By A.Sherrod Blakely
NEW YORK For most of the Boston Celtics' first-round series with New York, the Glen Davis we had come to expect was nowhere to be found.
Known for stepping his game up in the playoffs, the Celtics' undersized power forward was consistently underwhelming at every turn.
In Boston's first three playoff games against New York, he was 5-for-16 from the field.
And his defense?
That wasn't much better, either.
But then came Easter Sunday 2011, a day folks across the world recognize the power of resurrection.
On a much smaller scale that day at Madison Square Garden, we saw Davis return to the game-changing, high-impact super-sub the Celtics have come to know and love.
The end result was a 14-point night, one of several factors in the Celtics knocking off the Knicks, 101-89, to complete a four-game sweep.
By beating the Knicks in such a quick fashion, the Celtics came home to a couple days off as opposed to having to prepare for a Game 5 matchup against the Knicks.
Even as the Celtics rolled through the first three games against New York, it was clear Davis was trying too hard.
"I feel relief," he said following Sunday's win.
Coach Doc Rivers is often Davis' biggest critic.
Although it doesn't always look like it, he's also one of his biggest supporters.
That's why even when Davis struggled, Rivers never lost faith in that at some point, Davis would get on track and help the Celtics win.
But there are times when Rivers, who knows all too well how emotional Davis can be, has to take that additional step with the 25-year-old and sit him down for a one-on-one talk.
The two had such a conversation recently, and the result . . . well, we saw it on Easter Sunday.
"Sometimes, emotionally I can get down on myself or get frustrated," said Davis, who made 6-of-8 shots in the C's series-clinching victory. "Emotionally you kind of worry about the wrong things."
Lately, Davis said he has been worrying about what he can do to help the C's instead of just playing his game.
Rivers reminded him this week that simply being who he is, is exactly what the Celtics need.
"I wanted to help my team anyway possible," Davis said. "Things weren't working my way, so you get frustrated."
What Davis was experiencing, Rivers said, was symbolic of what the Celtics' second unit as a whole was going through in this series.
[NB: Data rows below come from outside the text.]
use std::sync::Arc;

use serde_json::json;
use wiremock::matchers::{body_string_contains, method, path};
use wiremock::{Mock, MockServer, ResponseTemplate};

use flaky_test_cleaner::config::Config;
use flaky_test_cleaner::domain::FingerprintState;
use flaky_test_cleaner::fingerprint;
use flaky_test_cleaner::service::{Service, ServiceDeps};
use flaky_test_cleaner::store::{MemoryStore, Store};

const OWNER: &str = "test-owner";
const REPO: &str = "test-repo";
const WORKFLOW_ID: i64 = 3933317;
const RUN_ID: i64 = 101;
const JOB_ID: i64 = 202;
const ISSUE_NUMBER: i64 = 123;

async fn mount_ci_read(server: &MockServer, log: &str) {
    Mock::given(method("GET"))
        .and(path(format!("/repos/{OWNER}/{REPO}/actions/workflows")))
        .respond_with(ResponseTemplate::new(200).set_body_json(json!({
            "workflows": [{"id": WORKFLOW_ID, "name": "PD Test"}]
        })))
        .mount(server)
        .await;
    Mock::given(method("GET"))
        .and(path(format!(
            "/repos/{OWNER}/{REPO}/actions/workflows/{WORKFLOW_ID}/runs"
        )))
        .respond_with(ResponseTemplate::new(200).set_body_json(json!({
            "workflow_runs": [{
                "id": RUN_ID,
                "html_url": "https://example.com/run/101",
                "head_sha": "deadbeefdeadbeefdeadbeefdeadbeefdeadbeef",
                "head_branch": "master",
                "event": "push",
                "created_at": "2026-01-29T00:00:00Z"
            }]
        })))
        .mount(server)
        .await;
    Mock::given(method("GET"))
        .and(path(format!(
            "/repos/{OWNER}/{REPO}/actions/runs/{RUN_ID}/jobs"
        )))
        .respond_with(ResponseTemplate::new(200).set_body_json(json!({
            "jobs": [{
                "id": JOB_ID,
                "name": "PD Test (unit)",
                "conclusion": "failure",
                "runner_name": "",
                "labels": ["ubuntu-latest"]
            }]
        })))
        .mount(server)
        .await;
    Mock::given(method("GET"))
        .and(path(format!(
            "/repos/{OWNER}/{REPO}/actions/jobs/{JOB_ID}/logs"
        )))
        .respond_with(ResponseTemplate::new(200).set_body_string(log))
        .mount(server)
        .await;
}

fn test_config(server: &MockServer) -> Config {
    let mut cfg = Config::for_tests();
    cfg.github_api_base_url = server.uri();
    cfg.base_branch = "master".into();
    cfg.dry_run = false;
    cfg
}

async fn service_with(server: &MockServer, store: Arc<MemoryStore>) -> Service {
    Service::new(
        test_config(server),
        ServiceDeps {
            store: Some(store),
            ..Default::default()
        },
    )
    .await
    .unwrap()
}

#[tokio::test]
async fn discovery_happy_path_files_issue_and_posts_analysis() {
    let server = MockServer::start().await;
    let log = [
        "=== RUN   TestFoo",
        "--- FAIL: TestFoo (0.02s)",
        "    foo_test.go:12: expected true, got false",
        "FAIL",
        "exit status 1",
    ]
    .join("\n");
    mount_ci_read(&server, &log).await;

    // Labels pretend to already exist upstream.
    Mock::given(method("POST"))
        .and(path(format!("/repos/{OWNER}/{REPO}/labels")))
        .respond_with(ResponseTemplate::new(422).set_body_json(json!({
            "message": "Validation Failed"
        })))
        .expect(2)
        .mount(&server)
        .await;
    Mock::given(method("POST"))
        .and(path(format!("/repos/{OWNER}/{REPO}/issues")))
        .and(body_string_contains("[flaky] TestFoo"))
        .respond_with(ResponseTemplate::new(201).set_body_json(json!({
            "number": ISSUE_NUMBER, "title": "[flaky] TestFoo", "state": "open", "labels": []
        })))
        .expect(1)
        .mount(&server)
        .await;
    Mock::given(method("POST"))
        .and(path(format!(
            "/repos/{OWNER}/{REPO}/issues/{ISSUE_NUMBER}/comments"
        )))
        .and(body_string_contains("FTC:ISSUE_AGENT_START"))
        .respond_with(ResponseTemplate::new(201).set_body_json(json!({"id": 1})))
        .expect(1)
        .mount(&server)
        .await;

    let store = Arc::new(MemoryStore::new());
    let service = service_with(&server, Arc::clone(&store)).await;
    service.discovery_once().await.unwrap();

    // Exactly one fingerprint, linked to the issue and waiting for a signal.
    let waiting = store
        .list_fingerprints_by_state(FingerprintState::WaitingForSignal, 10)
        .await
        .unwrap();
    assert_eq!(waiting.len(), 1);
    let rec = &waiting[0];
    assert_eq!(rec.issue_number, ISSUE_NUMBER);
    assert_eq!(rec.test_name, "TestFoo");
    assert_eq!(rec.framework, "go-test");
    assert_eq!(rec.fingerprint_version, "v1");
    assert_eq!(rec.fingerprint.len(), 64);

    // Hashing contract: the stored occurrence re-derives its fingerprint.
    let occurrences = store
        .list_recent_occurrences(&rec.fingerprint, 5)
        .await
        .unwrap();
    assert_eq!(occurrences.len(), 1);
    let occ = &occurrences[0];
    let rehash = fingerprint::v1(fingerprint::V1Input {
        repo: &occ.repo,
        framework: &occ.framework,
        test_name: &occ.test_name,
        error_sig_norm: &fingerprint::normalize_error_signature(&occ.error_signature),
        platform: occ.platform_bucket(),
    });
    assert_eq!(rehash, rec.fingerprint);
    assert_eq!(occ.runner_os, "ubuntu-latest");

    let audits = store.audit_entries();
    assert!(audits
        .iter()
        .any(|a| a.action == "issueagent.initial_analysis" && a.result == "success"));
}

#[tokio::test]
async fn discovery_suppresses_infra_flakes() {
    let server = MockServer::start().await;
    let log = [
        "=== RUN   TestFoo",
        "--- FAIL: TestFoo (0.02s)",
        "    dial tcp 10.0.0.1:443: i/o timeout",
        "FAIL",
    ]
    .join("\n");
    mount_ci_read(&server, &log).await;
    Mock::given(method("POST"))
        .and(path(format!("/repos/{OWNER}/{REPO}/labels")))
        .respond_with(ResponseTemplate::new(201))
        .expect(0)
        .mount(&server)
        .await;
    Mock::given(method("POST"))
        .and(path(format!("/repos/{OWNER}/{REPO}/issues")))
        .respond_with(ResponseTemplate::new(201))
        .expect(0)
        .mount(&server)
        .await;

    let store = Arc::new(MemoryStore::new());
    let service = service_with(&server, Arc::clone(&store)).await;
    service.discovery_once().await.unwrap();

    let discovered = store
        .list_fingerprints_by_state(FingerprintState::Discovered, 10)
        .await
        .unwrap();
    assert_eq!(discovered.len(), 1);
    assert_eq!(discovered[0].class, "infra-flake");
    assert_eq!(discovered[0].issue_number, 0);
}

#[tokio::test]
async fn rediscovery_updates_issue_without_reposting_analysis() {
    let server = MockServer::start().await;
    let log = [
        "=== RUN   TestFoo",
        "--- FAIL: TestFoo (0.02s)",
        "    foo_test.go:12: expected true, got false",
        "FAIL",
    ]
    .join("\n");
    mount_ci_read(&server, &log).await;
    Mock::given(method("POST"))
        .and(path(format!("/repos/{OWNER}/{REPO}/labels")))
        .respond_with(ResponseTemplate::new(422))
        .mount(&server)
        .await;
    Mock::given(method("POST"))
        .and(path(format!("/repos/{OWNER}/{REPO}/issues")))
        .respond_with(ResponseTemplate::new(201).set_body_json(json!({
            "number": ISSUE_NUMBER, "title": "t", "state": "open", "labels": []
        })))
        .expect(1)
        .mount(&server)
        .await;
    // The second cycle refreshes the existing issue in place.
    Mock::given(method("PATCH"))
        .and(path(format!("/repos/{OWNER}/{REPO}/issues/{ISSUE_NUMBER}")))
        .respond_with(ResponseTemplate::new(200).set_body_json(json!({
            "number": ISSUE_NUMBER, "title": "t", "state": "open", "labels": []
        })))
        .expect(1)
        .mount(&server)
        .await;
    Mock::given(method("POST"))
        .and(path(format!(
            "/repos/{OWNER}/{REPO}/issues/{ISSUE_NUMBER}/comments"
        )))
        .respond_with(ResponseTemplate::new(201).set_body_json(json!({"id": 1})))
        .expect(1)
        .mount(&server)
        .await;

    let store = Arc::new(MemoryStore::new());
    let service = service_with(&server, Arc::clone(&store)).await;
    service.discovery_once().await.unwrap();
    service.discovery_once().await.unwrap();

    let waiting = store
        .list_fingerprints_by_state(FingerprintState::WaitingForSignal, 10)
        .await
        .unwrap();
    assert_eq!(waiting.len(), 1);
}

#[tokio::test]
async fn dry_run_discovery_writes_nothing_upstream() {
    let server = MockServer::start().await;
    let log = "--- FAIL: TestFoo (0.02s)\n    foo_test.go:12: boom";
    mount_ci_read(&server, log).await;
    Mock::given(method("POST"))
        .and(path(format!("/repos/{OWNER}/{REPO}/issues")))
        .respond_with(ResponseTemplate::new(201))
        .expect(0)
        .mount(&server)
        .await;

    let mut cfg = test_config(&server);
    cfg.dry_run = true;
    let store = Arc::new(MemoryStore::new());
    let service = Service::new(
        cfg,
        ServiceDeps {
            store: Some(Arc::clone(&store) as Arc<dyn Store>),
            ..Default::default()
        },
    )
    .await
    .unwrap();
    service.discovery_once().await.unwrap();

    // The store still learns about the failure.
    let discovered = store
        .list_fingerprints_by_state(FingerprintState::Discovered, 10)
        .await
        .unwrap();
    assert_eq!(discovered.len(), 1);
    assert_eq!(discovered[0].issue_number, 0);
}
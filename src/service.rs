use std::sync::Arc;
use std::time::Duration;

use anyhow::{anyhow, Context as _, Result};
use once_cell::sync::Lazy;
use regex::Regex;
use tokio::sync::OnceCell;
use tracing::{debug, info, warn};

use crate::classify::HeuristicClassifier;
use crate::config::Config;
use crate::domain::{
    is_managed_body, Class, Classification, FingerprintRecord, FingerprintState, IssueComment,
    ListIssueCommentsOptions, ListRunJobsOptions, ListWorkflowRunsOptions, Occurrence, PrFeedback,
    UpdateIssueInput,
};
use crate::extract::{ExtractInput, LogExtractor};
use crate::fingerprint;
use crate::fixagent::{FixAgent, FixAgentOptions};
use crate::github::{CiProvider, GitHubClient, IssueService};
use crate::issue::{IssueManager, PlanInput, LABEL_FIX_APPROVED};
use crate::issueagent::{self, AnalysisInput, AnalysisModel};
use crate::sanitize;
use crate::store::{AuditResult, MemoryStore, PostgresStore, Store, StoreError};
use crate::workspace::{WorkspaceManager, WorkspaceOptions};

const RECENT_OCCURRENCES: i64 = 5;
const APPROVAL_SCAN_BATCH: i64 = 20;
const FIX_ATTEMPT_BATCH: i64 = 5;
const PR_POLL_BATCH: i64 = 10;
const COMMENT_PAGE: u32 = 50;

/// Injection points for tests; any `None` is built from the config.
#[derive(Default)]
pub struct ServiceDeps {
    pub store: Option<Arc<dyn Store>>,
    pub ci: Option<Arc<dyn CiProvider>>,
    pub issues: Option<Arc<dyn IssueService>>,
    pub analysis_model: Option<Arc<dyn AnalysisModel>>,
}

/// Wires the collaborators together and drives the two control loops:
/// discovery (CI failures → issues) and interaction (signals → fixes).
pub struct Service {
    cfg: Config,
    ci: Arc<dyn CiProvider>,
    issues: Arc<dyn IssueService>,
    store: Arc<dyn Store>,
    extractor: LogExtractor,
    classifier: HeuristicClassifier,
    issue_mgr: IssueManager,
    analysis_model: Option<Arc<dyn AnalysisModel>>,
    write_workspace: OnceCell<Arc<WorkspaceManager>>,
    source_workspace: OnceCell<Arc<WorkspaceManager>>,
}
In the first three games, it was clear Boston's success was primarily because of the starters playing exceptionally well.
But in Game 4, Boston's bench proved to be the difference.
"We had a big lead (in Game 4), and it was because of our bench," Rivers said. "They all were feeling the adversity and going through it, and they just hung in there. That's what happens in the playoffs. This was a great example of that. You play one or two bad games, and everyone tells you how bad you are, you start rushing. They just came out and played."